(Source records)
========================================
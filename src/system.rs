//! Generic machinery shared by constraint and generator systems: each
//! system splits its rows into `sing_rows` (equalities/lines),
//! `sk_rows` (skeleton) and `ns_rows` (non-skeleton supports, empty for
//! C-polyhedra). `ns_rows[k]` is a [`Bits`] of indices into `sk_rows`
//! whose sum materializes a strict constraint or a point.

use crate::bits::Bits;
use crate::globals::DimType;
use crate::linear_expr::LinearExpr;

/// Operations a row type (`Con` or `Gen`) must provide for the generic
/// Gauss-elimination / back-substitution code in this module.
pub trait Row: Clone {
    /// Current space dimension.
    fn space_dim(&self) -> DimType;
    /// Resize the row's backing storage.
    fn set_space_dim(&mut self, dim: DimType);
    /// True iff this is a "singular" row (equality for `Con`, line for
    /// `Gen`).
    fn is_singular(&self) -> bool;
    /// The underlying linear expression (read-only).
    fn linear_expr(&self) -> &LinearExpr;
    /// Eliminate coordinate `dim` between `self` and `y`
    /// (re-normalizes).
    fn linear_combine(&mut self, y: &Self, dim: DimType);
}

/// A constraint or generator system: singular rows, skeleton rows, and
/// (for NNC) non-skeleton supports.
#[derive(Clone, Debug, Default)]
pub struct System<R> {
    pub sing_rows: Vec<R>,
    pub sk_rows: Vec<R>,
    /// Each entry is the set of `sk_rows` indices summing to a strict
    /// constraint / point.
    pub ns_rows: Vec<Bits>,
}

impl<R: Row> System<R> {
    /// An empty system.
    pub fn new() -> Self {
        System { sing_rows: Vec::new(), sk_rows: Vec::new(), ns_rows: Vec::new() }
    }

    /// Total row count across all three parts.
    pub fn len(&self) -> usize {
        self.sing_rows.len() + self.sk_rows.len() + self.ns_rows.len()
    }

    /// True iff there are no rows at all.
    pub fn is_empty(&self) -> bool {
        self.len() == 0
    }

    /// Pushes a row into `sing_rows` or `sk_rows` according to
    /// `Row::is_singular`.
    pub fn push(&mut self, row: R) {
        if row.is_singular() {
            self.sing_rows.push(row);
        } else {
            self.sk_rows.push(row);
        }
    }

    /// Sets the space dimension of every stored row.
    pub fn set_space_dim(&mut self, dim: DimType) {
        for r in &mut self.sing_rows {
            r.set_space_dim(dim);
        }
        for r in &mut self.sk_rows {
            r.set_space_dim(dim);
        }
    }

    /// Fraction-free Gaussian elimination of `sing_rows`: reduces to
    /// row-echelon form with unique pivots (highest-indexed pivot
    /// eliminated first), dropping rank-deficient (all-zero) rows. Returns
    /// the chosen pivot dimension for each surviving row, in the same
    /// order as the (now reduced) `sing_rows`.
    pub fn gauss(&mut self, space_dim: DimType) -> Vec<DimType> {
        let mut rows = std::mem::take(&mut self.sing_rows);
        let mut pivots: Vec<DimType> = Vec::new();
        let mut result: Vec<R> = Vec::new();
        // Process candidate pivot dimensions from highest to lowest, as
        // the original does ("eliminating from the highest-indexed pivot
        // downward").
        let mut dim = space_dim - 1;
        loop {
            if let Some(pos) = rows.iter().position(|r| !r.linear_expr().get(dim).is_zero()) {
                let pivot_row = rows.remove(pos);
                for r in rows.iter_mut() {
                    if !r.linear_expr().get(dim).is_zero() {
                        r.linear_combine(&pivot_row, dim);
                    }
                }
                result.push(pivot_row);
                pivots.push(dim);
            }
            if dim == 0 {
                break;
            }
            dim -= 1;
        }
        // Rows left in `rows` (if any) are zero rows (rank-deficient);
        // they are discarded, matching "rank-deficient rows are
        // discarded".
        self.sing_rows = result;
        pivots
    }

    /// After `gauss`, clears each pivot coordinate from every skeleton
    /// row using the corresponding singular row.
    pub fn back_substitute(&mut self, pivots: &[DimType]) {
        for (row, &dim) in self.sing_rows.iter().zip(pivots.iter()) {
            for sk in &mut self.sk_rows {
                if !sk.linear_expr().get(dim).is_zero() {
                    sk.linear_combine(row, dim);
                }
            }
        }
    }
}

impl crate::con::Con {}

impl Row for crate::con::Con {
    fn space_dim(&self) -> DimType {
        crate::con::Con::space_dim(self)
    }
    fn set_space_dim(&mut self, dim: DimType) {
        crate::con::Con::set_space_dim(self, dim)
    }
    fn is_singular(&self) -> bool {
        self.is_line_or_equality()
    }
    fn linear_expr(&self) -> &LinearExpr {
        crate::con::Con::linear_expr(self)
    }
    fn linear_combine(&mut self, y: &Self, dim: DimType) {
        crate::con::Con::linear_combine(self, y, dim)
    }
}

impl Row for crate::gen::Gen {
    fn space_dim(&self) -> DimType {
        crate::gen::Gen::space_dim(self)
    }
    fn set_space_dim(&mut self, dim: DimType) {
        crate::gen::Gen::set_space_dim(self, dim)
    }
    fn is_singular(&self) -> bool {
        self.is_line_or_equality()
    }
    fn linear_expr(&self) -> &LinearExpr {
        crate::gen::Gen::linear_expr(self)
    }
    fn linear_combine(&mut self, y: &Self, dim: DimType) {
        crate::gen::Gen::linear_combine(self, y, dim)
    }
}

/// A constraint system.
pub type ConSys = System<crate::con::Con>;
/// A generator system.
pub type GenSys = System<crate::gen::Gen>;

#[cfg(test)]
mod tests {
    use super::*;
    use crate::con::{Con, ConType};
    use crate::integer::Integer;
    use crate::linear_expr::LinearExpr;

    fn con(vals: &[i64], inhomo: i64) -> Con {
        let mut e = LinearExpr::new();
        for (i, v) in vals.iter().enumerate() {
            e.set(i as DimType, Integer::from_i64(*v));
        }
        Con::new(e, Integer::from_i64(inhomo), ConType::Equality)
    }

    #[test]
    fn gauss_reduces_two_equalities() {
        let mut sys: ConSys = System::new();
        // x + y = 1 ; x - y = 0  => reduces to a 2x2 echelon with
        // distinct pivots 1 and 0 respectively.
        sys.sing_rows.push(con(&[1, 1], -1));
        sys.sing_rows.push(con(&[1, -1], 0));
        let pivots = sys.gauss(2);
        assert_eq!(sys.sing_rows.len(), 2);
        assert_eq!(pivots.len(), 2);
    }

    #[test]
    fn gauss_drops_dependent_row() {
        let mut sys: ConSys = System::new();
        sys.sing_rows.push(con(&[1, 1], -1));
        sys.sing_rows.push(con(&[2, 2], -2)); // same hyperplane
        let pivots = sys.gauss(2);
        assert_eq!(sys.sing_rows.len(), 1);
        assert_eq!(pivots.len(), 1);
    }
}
========================================
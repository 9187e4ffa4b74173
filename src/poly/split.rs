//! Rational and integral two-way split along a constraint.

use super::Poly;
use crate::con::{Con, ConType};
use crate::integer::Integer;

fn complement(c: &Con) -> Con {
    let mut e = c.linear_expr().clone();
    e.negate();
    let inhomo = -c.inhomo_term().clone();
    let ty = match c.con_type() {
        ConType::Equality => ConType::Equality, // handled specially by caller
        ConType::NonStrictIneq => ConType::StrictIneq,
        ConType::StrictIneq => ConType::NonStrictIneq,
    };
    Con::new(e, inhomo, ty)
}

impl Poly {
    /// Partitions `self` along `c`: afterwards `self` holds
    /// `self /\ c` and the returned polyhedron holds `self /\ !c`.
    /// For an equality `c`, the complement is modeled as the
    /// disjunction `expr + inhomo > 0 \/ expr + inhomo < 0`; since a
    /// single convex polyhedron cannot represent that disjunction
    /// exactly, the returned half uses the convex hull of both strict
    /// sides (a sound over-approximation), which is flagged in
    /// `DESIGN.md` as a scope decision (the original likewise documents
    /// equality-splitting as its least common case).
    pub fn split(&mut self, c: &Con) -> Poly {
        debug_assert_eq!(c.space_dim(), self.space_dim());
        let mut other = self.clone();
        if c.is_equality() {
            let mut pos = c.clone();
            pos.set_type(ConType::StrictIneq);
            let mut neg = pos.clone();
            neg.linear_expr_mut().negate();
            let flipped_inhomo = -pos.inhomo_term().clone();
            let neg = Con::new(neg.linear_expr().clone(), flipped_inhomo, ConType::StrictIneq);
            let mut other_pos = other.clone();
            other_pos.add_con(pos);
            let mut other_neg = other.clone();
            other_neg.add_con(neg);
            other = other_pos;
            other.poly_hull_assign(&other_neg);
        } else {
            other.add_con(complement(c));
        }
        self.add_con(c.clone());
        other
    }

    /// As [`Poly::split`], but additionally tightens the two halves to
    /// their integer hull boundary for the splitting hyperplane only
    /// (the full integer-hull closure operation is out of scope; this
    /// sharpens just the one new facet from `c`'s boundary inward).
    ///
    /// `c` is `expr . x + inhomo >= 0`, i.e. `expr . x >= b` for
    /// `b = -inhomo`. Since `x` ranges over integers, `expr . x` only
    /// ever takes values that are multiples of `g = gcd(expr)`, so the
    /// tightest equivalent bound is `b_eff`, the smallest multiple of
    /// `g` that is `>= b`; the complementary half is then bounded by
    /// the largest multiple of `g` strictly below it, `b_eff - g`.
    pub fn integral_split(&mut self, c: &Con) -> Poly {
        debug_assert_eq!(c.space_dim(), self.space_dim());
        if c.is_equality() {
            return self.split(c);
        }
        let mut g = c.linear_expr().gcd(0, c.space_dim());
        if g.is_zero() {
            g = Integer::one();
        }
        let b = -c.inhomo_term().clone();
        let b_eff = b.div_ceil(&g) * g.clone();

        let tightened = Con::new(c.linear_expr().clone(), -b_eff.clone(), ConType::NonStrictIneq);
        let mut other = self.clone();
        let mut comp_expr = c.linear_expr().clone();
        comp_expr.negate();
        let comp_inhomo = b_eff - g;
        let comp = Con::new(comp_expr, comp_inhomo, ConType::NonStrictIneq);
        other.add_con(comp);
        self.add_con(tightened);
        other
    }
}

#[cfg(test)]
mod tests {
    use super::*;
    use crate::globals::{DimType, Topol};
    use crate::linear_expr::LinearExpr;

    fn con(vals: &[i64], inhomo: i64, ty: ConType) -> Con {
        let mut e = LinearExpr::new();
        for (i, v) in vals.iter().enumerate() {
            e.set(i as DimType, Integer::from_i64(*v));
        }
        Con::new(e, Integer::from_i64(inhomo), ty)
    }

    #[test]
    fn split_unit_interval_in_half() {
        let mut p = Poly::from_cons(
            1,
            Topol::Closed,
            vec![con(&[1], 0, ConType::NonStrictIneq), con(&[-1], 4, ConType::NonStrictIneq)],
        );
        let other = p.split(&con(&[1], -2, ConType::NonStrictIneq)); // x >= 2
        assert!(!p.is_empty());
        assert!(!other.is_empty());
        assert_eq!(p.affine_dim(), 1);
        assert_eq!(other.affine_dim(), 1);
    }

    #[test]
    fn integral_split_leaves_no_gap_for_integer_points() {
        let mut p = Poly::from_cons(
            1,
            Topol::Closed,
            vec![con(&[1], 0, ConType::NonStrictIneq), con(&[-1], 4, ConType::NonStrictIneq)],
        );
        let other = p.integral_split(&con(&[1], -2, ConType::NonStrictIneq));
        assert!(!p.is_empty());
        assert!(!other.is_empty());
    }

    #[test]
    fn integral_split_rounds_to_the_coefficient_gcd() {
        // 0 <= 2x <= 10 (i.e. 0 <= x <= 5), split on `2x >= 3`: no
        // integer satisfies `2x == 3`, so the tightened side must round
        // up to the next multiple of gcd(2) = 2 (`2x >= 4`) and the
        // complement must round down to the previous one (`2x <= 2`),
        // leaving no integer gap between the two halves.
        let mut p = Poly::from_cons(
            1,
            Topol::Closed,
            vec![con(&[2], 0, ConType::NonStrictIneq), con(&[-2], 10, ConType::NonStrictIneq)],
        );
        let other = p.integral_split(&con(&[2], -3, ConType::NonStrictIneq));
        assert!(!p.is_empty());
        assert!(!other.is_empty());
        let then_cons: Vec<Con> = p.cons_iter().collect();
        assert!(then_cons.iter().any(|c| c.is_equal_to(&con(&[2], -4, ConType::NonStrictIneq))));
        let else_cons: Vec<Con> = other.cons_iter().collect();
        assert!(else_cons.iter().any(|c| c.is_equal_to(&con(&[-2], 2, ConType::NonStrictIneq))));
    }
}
========================================
> [TASK ITEM]:
Copy every line from the entries that contains the word "between".

> [OUTPUT FOR THIS TASK]:
    /// Eliminate coordinate `dim` between `self` and `y`
        // leaving no integer gap between the two halves.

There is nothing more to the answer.